YAL-1A Airborne Laser Testbed (ALTB)
The United States had pursued a variety of ballistic missile defense concepts and programs since the 1950s. In the 1970s, some attention was focused on directed energy weapons, such as high-powered lasers, for the purposes of missile defense. The Department of Defense (DOD) has been a strong advocate for the predecessor programs to the ABL.
The United States had sought to develop and deploy ballistic missile defenses for more than 50 years. National Missile Defense has been a divisive political and national security issue. The primary technological concept for missile defense since the early 1980s had been 'hit-to-kill' interceptor missiles, but other alternatives have also been pursued. Laser technology and the platforms on which lasers might be based is has been such an alternative. The effort that led to the Airborne Laser dates to the early 1970s when the Air Force began development of an Airborne Laser Laboratory (ALL) - a modified KC-135A aircraft - to demonstrate that a high-powered laser mounted on an aircraft platform could destroy an attacking missile.
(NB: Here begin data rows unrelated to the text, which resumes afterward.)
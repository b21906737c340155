use crate::api::Id;
use leptos::*;

pub mod view_model;

mod panel;

pub use panel::SessionDetailPanel;

#[component]
pub fn SessionDetailPage(id: Id) -> impl IntoView {
    view! { <SessionDetailPanel id=id /> }
}
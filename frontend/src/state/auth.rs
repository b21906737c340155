use crate::{
    api::{ApiClient, ApiError, Id, LoginRequest, SessionIdentity},
    pages::login::repository::LoginRepository,
    router::Navigator,
};
use leptos::*;
use log::{debug, info};
use std::{
    cell::RefCell,
    rc::{Rc, Weak},
};

type Listener = Rc<dyn Fn(bool)>;

#[derive(Default)]
struct Inner {
    identity: Option<SessionIdentity>,
    listeners: Vec<(u64, Listener)>,
    next_listener: u64,
}

/// Process-wide holder of the logged-in identity.
///
/// Held in memory only. Subscribers get the current logged-in flag immediately,
/// then one emission per `log_in`/`log_out`.
#[derive(Clone, Default)]
pub struct AuthStore {
    inner: Rc<RefCell<Inner>>,
}

impl AuthStore {
    pub fn new() -> Self {
        Self::default()
    }

    pub fn identity(&self) -> Option<SessionIdentity> {
        self.inner.borrow().identity.clone()
    }

    pub fn is_logged(&self) -> bool {
        self.inner.borrow().identity.is_some()
    }

    pub fn is_admin(&self) -> bool {
        self.inner
            .borrow()
            .identity
            .as_ref()
            .map(|identity| identity.admin)
            .unwrap_or(false)
    }

    pub fn user_id(&self) -> Option<Id> {
        self.inner.borrow().identity.as_ref().map(|identity| identity.id)
    }

    pub fn token(&self) -> Option<String> {
        self.inner
            .borrow()
            .identity
            .as_ref()
            .map(|identity| identity.token.clone())
    }

    pub fn log_in(&self, identity: SessionIdentity) {
        debug!("session identity set for user {}", identity.id);
        self.inner.borrow_mut().identity = Some(identity);
        self.notify(true);
    }

    pub fn log_out(&self) {
        debug!("session identity cleared");
        self.inner.borrow_mut().identity = None;
        self.notify(false);
    }

    pub fn subscribe(&self, listener: impl Fn(bool) + 'static) -> Subscription {
        let listener: Listener = Rc::new(listener);
        let (id, current) = {
            let mut inner = self.inner.borrow_mut();
            let id = inner.next_listener;
            inner.next_listener += 1;
            inner.listeners.push((id, listener.clone()));
            (id, inner.identity.is_some())
        };
        listener(current);
        Subscription {
            id,
            store: Rc::downgrade(&self.inner),
        }
    }

    fn notify(&self, logged: bool) {
        // Listeners may read the store, so release the borrow before calling out.
        let listeners: Vec<Listener> = self
            .inner
            .borrow()
            .listeners
            .iter()
            .map(|(_, listener)| listener.clone())
            .collect();
        for listener in listeners {
            listener(logged);
        }
    }
}

/// Stops delivery when dropped.
pub struct Subscription {
    id: u64,
    store: Weak<RefCell<Inner>>,
}

impl Subscription {
    pub fn cancel(self) {}
}

impl Drop for Subscription {
    fn drop(&mut self) {
        if let Some(inner) = self.store.upgrade() {
            inner
                .borrow_mut()
                .listeners
                .retain(|(id, _)| *id != self.id);
        }
    }
}

/// The store plus a reactive mirror of its logged-in flag.
#[derive(Clone)]
pub struct AuthContext {
    pub store: AuthStore,
    pub is_logged: ReadSignal<bool>,
}

pub fn provide_auth(store: AuthStore) -> AuthContext {
    let (is_logged, set_is_logged) = create_signal(store.is_logged());
    let subscription = store.subscribe(move |logged| set_is_logged.set(logged));
    on_cleanup(move || drop(subscription));
    let ctx = AuthContext { store, is_logged };
    provide_context(ctx.clone());
    ctx
}

#[component]
pub fn AuthProvider(#[prop(optional)] store: Option<AuthStore>, children: Children) -> impl IntoView {
    provide_auth(store.unwrap_or_default());
    view! { <>{children()}</> }
}

pub fn use_auth() -> AuthContext {
    use_context::<AuthContext>().unwrap_or_else(|| provide_auth(AuthStore::new()))
}

/// The gateway bound to the current identity, or a fresh one outside the app tree.
pub fn use_api_client() -> ApiClient {
    use_context::<ApiClient>().unwrap_or_else(|| ApiClient::new().with_auth(use_auth().store))
}

/// Logs in through the gateway and, only on success, replaces the held identity.
pub async fn login_request(
    request: LoginRequest,
    repo: &LoginRepository,
    store: &AuthStore,
) -> Result<SessionIdentity, ApiError> {
    let identity = repo.login(request).await?;
    store.log_in(identity.clone());
    Ok(identity)
}

pub fn logout(store: &AuthStore, navigator: &Navigator) {
    info!("logging out");
    store.log_out();
    navigator.navigate(crate::router::paths::ROOT);
}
After ten years of research, development, and field testing (culminating in 1983) the ALL program announced that lasers had managed to "destroy or defeat" five AIM-9 series Sidewinder air-to-air missiles and a simulated "cruise missile" (a BQM-34A target drone) at short range. The ALL aircraft was retired in 1984 because its research purpose was considered no longer necessary.
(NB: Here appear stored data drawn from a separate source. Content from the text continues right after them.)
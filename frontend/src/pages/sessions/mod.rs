pub mod detail;
pub mod form;
pub mod list;
pub mod repository;
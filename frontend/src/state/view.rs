use crate::api::ApiError;

/// Lifecycle of a page controller's fetched data.
#[derive(Debug, Clone, PartialEq, Eq)]
pub enum ViewState<T> {
    Loading,
    Ready(T),
    /// Left the page; holds the route we moved to.
    Redirected(String),
    Failed(ApiError),
}

impl<T> ViewState<T> {
    pub fn ready(&self) -> Option<&T> {
        match self {
            ViewState::Ready(value) => Some(value),
            _ => None,
        }
    }

    pub fn is_loading(&self) -> bool {
        matches!(self, ViewState::Loading)
    }

    pub fn is_redirected(&self) -> bool {
        matches!(self, ViewState::Redirected(_))
    }
}
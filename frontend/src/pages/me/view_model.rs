use super::repository::{use_me_repository, MeRepository};
use crate::{
    api::{ApiError, User},
    router::{paths, use_navigator, Navigator},
    state::{
        auth::{use_auth, AuthStore},
        snackbar::{use_snackbar, SnackBar},
        view::ViewState,
    },
};
use leptos::*;
use log::{info, warn};

pub const ACCOUNT_DELETED: &str = "Your account has been deleted !";
pub const GENERIC_ERROR: &str = "An error occurred";

#[derive(Clone)]
pub struct MeViewModel {
    pub user: RwSignal<ViewState<User>>,
    pub error: RwSignal<Option<ApiError>>,
    pub pending: RwSignal<bool>,
    repository: MeRepository,
    store: AuthStore,
    navigator: Navigator,
    snackbar: SnackBar,
}

pub fn use_me_view_model() -> MeViewModel {
    MeViewModel::new(
        use_me_repository(),
        use_auth().store,
        use_navigator(),
        use_snackbar(),
    )
}

impl MeViewModel {
    pub fn new(
        repository: MeRepository,
        store: AuthStore,
        navigator: Navigator,
        snackbar: SnackBar,
    ) -> Self {
        Self {
            user: create_rw_signal(ViewState::Loading),
            error: create_rw_signal(None),
            pending: create_rw_signal(false),
            repository,
            store,
            navigator,
            snackbar,
        }
    }

    pub async fn load(&self) {
        let Some(id) = self.store.user_id() else {
            self.leave(paths::LOGIN);
            return;
        };
        match self.repository.fetch_user(id).await {
            Ok(user) => self.user.set(ViewState::Ready(user)),
            Err(err) => {
                warn!("account {} unavailable: {}", id, err);
                self.snackbar.open(GENERIC_ERROR);
                self.leave(paths::SESSIONS);
            }
        }
    }

    fn leave(&self, target: &str) {
        self.user.set(ViewState::Redirected(target.to_string()));
        self.navigator.navigate(target);
    }

    /// Deletes the logged-in account, then logs out and returns home.
    pub async fn delete(&self) {
        let Some(id) = self.store.user_id() else {
            return;
        };
        if self.pending.get_untracked() {
            return;
        }
        self.pending.set(true);
        match self.repository.delete_user(id).await {
            Ok(()) => {
                info!("account {} deleted", id);
                self.pending.set(false);
                self.snackbar.open(ACCOUNT_DELETED);
                self.store.log_out();
                self.navigator.navigate(paths::ROOT);
            }
            Err(err) => {
                warn!("failed to delete account {}: {}", id, err);
                self.error.set(Some(err));
                self.pending.set(false);
            }
        }
    }

    pub fn back(&self) {
        self.navigator.back();
    }
}
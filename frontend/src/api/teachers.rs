use super::{
    client::ApiClient,
    error::ApiError,
    types::{Id, Teacher},
};

impl ApiClient {
    pub async fn list_teachers(&self) -> Result<Vec<Teacher>, ApiError> {
        let url = self.endpoint("/teacher").await;
        let response = self.send(self.http_client().get(url)).await?;
        Self::parse_json(response).await
    }

    pub async fn get_teacher(&self, id: Id) -> Result<Teacher, ApiError> {
        let url = self.endpoint(&format!("/teacher/{}", id)).await;
        let response = self.send(self.http_client().get(url)).await?;
        Self::parse_json(response).await
    }
}
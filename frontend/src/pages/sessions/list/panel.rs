use super::{
    components::SessionCard,
    view_model::{use_session_list_view_model, SessionListViewModel},
};
use crate::{
    api::Id,
    components::{common::Button, layout::LoadingSpinner},
    state::view::ViewState,
};
use leptos::*;

#[component]
pub fn SessionListPanel() -> impl IntoView {
    let vm = use_session_list_view_model();
    {
        let vm = vm.clone();
        spawn_local(async move { vm.load().await });
    }
    view! { <SessionListView vm=vm /> }
}

#[component]
pub fn SessionListView(vm: SessionListViewModel) -> impl IntoView {
    let is_admin = vm.is_admin;
    let sessions = vm.sessions;
    let on_create = {
        let vm = vm.clone();
        Callback::new(move |_: ev::MouseEvent| vm.open_create())
    };
    let on_detail = {
        let vm = vm.clone();
        Callback::new(move |id: Id| vm.open_detail(id))
    };
    let on_edit = {
        let vm = vm.clone();
        Callback::new(move |id: Id| vm.open_update(id))
    };

    view! {
        <section class="space-y-6">
            <div class="flex items-center justify-between">
                <h2 class="text-2xl font-bold text-fg">"Sessions available"</h2>
                <Show when=move || is_admin fallback=|| ()>
                    <Button test_id="create-button" on_click=on_create>"Create"</Button>
                </Show>
            </div>
            {move || match sessions.get() {
                ViewState::Loading => view! { <LoadingSpinner /> }.into_view(),
                ViewState::Ready(items) => view! {
                    <div class="grid gap-4 sm:grid-cols-2">
                        {items
                            .into_iter()
                            .map(|session| view! {
                                <SessionCard
                                    session=session
                                    is_admin=is_admin
                                    on_detail=on_detail
                                    on_edit=on_edit
                                />
                            })
                            .collect_view()}
                    </div>
                }
                .into_view(),
                ViewState::Failed(err) => view! {
                    <p class="text-status-error-text" data-testid="sessions-error">{err.message}</p>
                }
                .into_view(),
                ViewState::Redirected(_) => ().into_view(),
            }}
        </section>
    }
}

#[cfg(all(test, not(target_arch = "wasm32")))]
mod host_tests {
    use super::*;
    use crate::api::{ApiClient, ApiError};
    use crate::pages::sessions::repository::SessionsRepository;
    use crate::router::Navigator;
    use crate::test_support::helpers::session_json;
    use crate::test_support::ssr::render_to_string;
    use std::rc::Rc;

    fn render(is_admin: bool, state: ViewState<Vec<crate::api::YogaSession>>) -> String {
        render_to_string(move || {
            let vm = SessionListViewModel::new(
                SessionsRepository::new_with_client(Rc::new(ApiClient::new())),
                is_admin,
                Navigator::recording().0,
            );
            vm.sessions.set(state);
            view! { <SessionListView vm=vm /> }
        })
    }

    fn two_sessions() -> ViewState<Vec<crate::api::YogaSession>> {
        let sessions = serde_json::from_value(serde_json::json!([
            session_json(1, &[]),
            session_json(2, &[])
        ]))
        .unwrap();
        ViewState::Ready(sessions)
    }

    #[test]
    fn admin_sees_create_and_edit_buttons() {
        let html = render(true, two_sessions());
        assert!(html.contains("Sessions available"));
        assert!(html.contains("data-testid=\"create-button\""));
        assert_eq!(html.matches("data-testid=\"session-item\"").count(), 2);
        assert_eq!(html.matches("data-testid=\"edit-button\"").count(), 2);
        assert_eq!(html.matches("data-testid=\"detail-button\"").count(), 2);
    }

    #[test]
    fn member_sees_only_detail_buttons() {
        let html = render(false, two_sessions());
        assert!(!html.contains("data-testid=\"create-button\""));
        assert!(!html.contains("data-testid=\"edit-button\""));
        assert_eq!(html.matches("data-testid=\"detail-button\"").count(), 2);
    }

    #[test]
    fn failure_is_rendered_inline() {
        let html = render(false, ViewState::Failed(ApiError::from_status(500, "Internal Server Error")));
        assert!(html.contains("Internal Server Error"));
    }
}
use leptos::*;

pub const NOT_FOUND_MESSAGE: &str = "Page not found !";

#[component]
pub fn NotFoundPage() -> impl IntoView {
    view! {
        <div class="flex flex-col items-center justify-center py-24">
            <h1 class="text-3xl font-bold text-fg">{NOT_FOUND_MESSAGE}</h1>
        </div>
    }
}
use super::{repository::LoginRepository, utils::LoginFormState};
use crate::{
    router::{paths, use_navigator, Navigator},
    state::auth::{login_request, use_api_client, use_auth, AuthStore},
};
use leptos::*;
use log::warn;
use std::rc::Rc;

pub const LOGIN_ERROR_MESSAGE: &str = "An error occurred";

#[derive(Clone)]
pub struct LoginViewModel {
    pub form: RwSignal<LoginFormState>,
    pub on_error: RwSignal<bool>,
    pub pending: RwSignal<bool>,
    pub hide_password: RwSignal<bool>,
    repository: LoginRepository,
    store: AuthStore,
    navigator: Navigator,
}

pub fn use_login_view_model() -> LoginViewModel {
    let repository = LoginRepository::new_with_client(Rc::new(use_api_client()));
    LoginViewModel::new(repository, use_auth().store, use_navigator())
}

impl LoginViewModel {
    pub fn new(repository: LoginRepository, store: AuthStore, navigator: Navigator) -> Self {
        Self {
            form: create_rw_signal(LoginFormState::default()),
            on_error: create_rw_signal(false),
            pending: create_rw_signal(false),
            hide_password: create_rw_signal(true),
            repository,
            store,
            navigator,
        }
    }

    pub fn can_submit(&self) -> bool {
        !self.pending.get() && self.form.with(LoginFormState::is_valid)
    }

    /// Logs in and moves to the session list; a rejected login only raises `on_error`.
    pub async fn submit(&self) {
        let form = self.form.get_untracked();
        if self.pending.get_untracked() || !form.is_valid() {
            return;
        }
        self.pending.set(true);
        match login_request(form.to_request(), &self.repository, &self.store).await {
            Ok(_) => {
                self.on_error.set(false);
                self.pending.set(false);
                self.navigator.navigate(paths::SESSIONS);
            }
            Err(err) => {
                warn!("login rejected: {}", err);
                self.on_error.set(true);
                self.pending.set(false);
            }
        }
    }
}
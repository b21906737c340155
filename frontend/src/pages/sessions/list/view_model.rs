use crate::{
    api::{Id, YogaSession},
    pages::sessions::repository::{use_sessions_repository, SessionsRepository},
    router::{paths, use_navigator, Navigator},
    state::{auth::use_auth, view::ViewState},
};
use leptos::*;
use log::warn;

#[derive(Clone)]
pub struct SessionListViewModel {
    pub sessions: RwSignal<ViewState<Vec<YogaSession>>>,
    pub is_admin: bool,
    repository: SessionsRepository,
    navigator: Navigator,
}

pub fn use_session_list_view_model() -> SessionListViewModel {
    SessionListViewModel::new(
        use_sessions_repository(),
        use_auth().store.is_admin(),
        use_navigator(),
    )
}

impl SessionListViewModel {
    pub fn new(repository: SessionsRepository, is_admin: bool, navigator: Navigator) -> Self {
        Self {
            sessions: create_rw_signal(ViewState::Loading),
            is_admin,
            repository,
            navigator,
        }
    }

    pub async fn load(&self) {
        match self.repository.fetch_all().await {
            Ok(sessions) => self.sessions.set(ViewState::Ready(sessions)),
            Err(err) => {
                warn!("failed to load sessions: {}", err);
                self.sessions.set(ViewState::Failed(err));
            }
        }
    }

    pub fn open_create(&self) {
        if self.is_admin {
            self.navigator.navigate(paths::SESSION_CREATE);
        }
    }

    pub fn open_detail(&self, id: Id) {
        self.navigator.navigate(&paths::session_detail(id));
    }

    pub fn open_update(&self, id: Id) {
        if self.is_admin {
            self.navigator.navigate(&paths::session_update(id));
        }
    }
}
Although the ALL test targets were not ballistic missiles, the Air Force and the Defense Department became increasingly interested in the possibility of using highpowered lasers aboard aircraft to destroy enemy ballistic missiles during their boost phase.
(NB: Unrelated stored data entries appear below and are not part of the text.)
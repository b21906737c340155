pub mod common;
pub mod error;
pub mod guard;
pub mod layout;
pub mod snackbar;
use leptos::*;
use serde::Deserialize;
use thiserror::Error;

#[derive(Debug, Clone, Copy, PartialEq, Eq)]
pub enum ErrorKind {
    Unauthorized,
    NotFound,
    BadRequest,
    Server,
    Transport,
    Decode,
}

impl ErrorKind {
    pub fn from_status(status: u16) -> Self {
        match status {
            401 | 403 => ErrorKind::Unauthorized,
            404 => ErrorKind::NotFound,
            500..=599 => ErrorKind::Server,
            _ => ErrorKind::BadRequest,
        }
    }
}

#[derive(Debug, Clone, PartialEq, Eq, Error)]
#[error("{message}")]
pub struct ApiError {
    pub message: String,
    pub kind: ErrorKind,
    /// HTTP status, untouched, when the failure came from a response.
    pub status: Option<u16>,
}

/// Error body sent by the backend: `{ "message": "..." }`.
#[derive(Debug, Default, Deserialize)]
pub(crate) struct ErrorBody {
    #[serde(default)]
    pub message: Option<String>,
}

impl ApiError {
    pub fn transport(msg: impl Into<String>) -> Self {
        Self {
            message: msg.into(),
            kind: ErrorKind::Transport,
            status: None,
        }
    }

    pub fn decode(msg: impl Into<String>) -> Self {
        Self {
            message: msg.into(),
            kind: ErrorKind::Decode,
            status: None,
        }
    }

    pub fn from_status(status: u16, msg: impl Into<String>) -> Self {
        Self {
            message: msg.into(),
            kind: ErrorKind::from_status(status),
            status: Some(status),
        }
    }

    pub fn is_not_found(&self) -> bool {
        self.kind == ErrorKind::NotFound
    }

    pub fn is_unauthorized(&self) -> bool {
        self.kind == ErrorKind::Unauthorized
    }
}

impl IntoView for ApiError {
    fn into_view(self) -> View {
        self.message.into_view()
    }
}
use crate::api::{ApiClient, ApiError, RegisterRequest};
use std::rc::Rc;

#[derive(Clone)]
pub struct RegisterRepository {
    client: Rc<ApiClient>,
}

impl RegisterRepository {
    pub fn new_with_client(client: Rc<ApiClient>) -> Self {
        Self { client }
    }

    pub async fn register(&self, request: RegisterRequest) -> Result<(), ApiError> {
        self.client.register(&request).await
    }
}
use super::utils::{FormMode, SessionFormState};
use crate::{
    api::{ApiError, Teacher},
    pages::sessions::repository::{use_sessions_repository, SessionsRepository},
    router::{paths, use_navigator, Navigator},
    state::{
        auth::{use_auth, AuthStore},
        snackbar::{use_snackbar, SnackBar},
        view::ViewState,
    },
};
use leptos::*;
use log::{debug, info, warn};

pub const GENERIC_ERROR: &str = "An error occurred";

#[derive(Clone)]
pub struct SessionFormViewModel {
    pub mode: FormMode,
    pub form: RwSignal<SessionFormState>,
    pub teachers: RwSignal<Vec<Teacher>>,
    pub state: RwSignal<ViewState<()>>,
    pub error: RwSignal<Option<ApiError>>,
    pub pending: RwSignal<bool>,
    repository: SessionsRepository,
    navigator: Navigator,
    snackbar: SnackBar,
}

pub fn use_session_form_view_model(mode: FormMode) -> SessionFormViewModel {
    SessionFormViewModel::new(
        mode,
        use_sessions_repository(),
        &use_auth().store,
        use_navigator(),
        use_snackbar(),
    )
}

impl SessionFormViewModel {
    /// Non-admins are sent back to the list before anything is fetched or rendered.
    pub fn new(
        mode: FormMode,
        repository: SessionsRepository,
        store: &AuthStore,
        navigator: Navigator,
        snackbar: SnackBar,
    ) -> Self {
        let state = if store.is_admin() {
            ViewState::Loading
        } else {
            debug!("session form refused to a non-admin");
            navigator.navigate(paths::SESSIONS);
            ViewState::Redirected(paths::SESSIONS.to_string())
        };
        Self {
            mode,
            form: create_rw_signal(SessionFormState::default()),
            teachers: create_rw_signal(Vec::new()),
            state: create_rw_signal(state),
            error: create_rw_signal(None),
            pending: create_rw_signal(false),
            repository,
            navigator,
            snackbar,
        }
    }

    /// Loads the teacher choices and, when editing, prefills from the stored session.
    pub async fn load(&self) {
        if self.state.get_untracked().is_redirected() {
            return;
        }
        match self.repository.fetch_teachers().await {
            Ok(teachers) => self.teachers.set(teachers),
            Err(err) => {
                warn!("failed to load teachers: {}", err);
                self.error.set(Some(err));
            }
        }
        if let FormMode::Update(id) = self.mode {
            match self.repository.fetch(id).await {
                Ok(session) => self.form.set(SessionFormState::from_session(&session)),
                Err(err) => {
                    warn!("session {} unavailable for editing: {}", id, err);
                    self.snackbar.open(GENERIC_ERROR);
                    self.state
                        .set(ViewState::Redirected(paths::SESSIONS.to_string()));
                    self.navigator.navigate(paths::SESSIONS);
                    return;
                }
            }
        }
        self.state.set(ViewState::Ready(()));
    }

    pub fn can_submit(&self) -> bool {
        !self.pending.get() && self.form.with(SessionFormState::is_valid)
    }

    pub async fn submit(&self) {
        if self.pending.get_untracked() || self.state.get_untracked().is_redirected() {
            return;
        }
        let Ok(payload) = self.form.with_untracked(SessionFormState::to_payload) else {
            return;
        };
        self.pending.set(true);
        self.error.set(None);
        let result = match self.mode {
            FormMode::Create => self.repository.create(payload).await,
            FormMode::Update(id) => self.repository.update(id, payload).await,
        };
        self.pending.set(false);
        match result {
            Ok(session) => {
                info!("session {} saved", session.id);
                self.snackbar.open(self.mode.success_message());
                self.navigator.navigate(paths::SESSIONS);
            }
            Err(err) => {
                warn!("failed to save session: {}", err);
                self.error.set(Some(err));
            }
        }
    }
}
In the mid-1980s and into the early 1990s, Congress reacted by reducing requested missile defense budgets and providing legislative language to guide the development of missile defense programs and policy. Many in Congress appeared more concerned than the Defense Department and the military about near-term threats to forward-deployed US military forces posed by shorter range ballistic missiles. Congress demonstrated those concerns by supporting the development and deployment of theater missile defenses (TMD), oftentimes over the objections of the Defense Department. Operation Desert Storm exposed a distinct lack of ability to respond to theatre ballistic missile threats by US forces. The only deployed system during that conflict was the MIM-104 Patriot, which achieved mixed results against ballistic missiles fired by Iraqi forces, and even then could only engage them in the terminal stages of their flight path.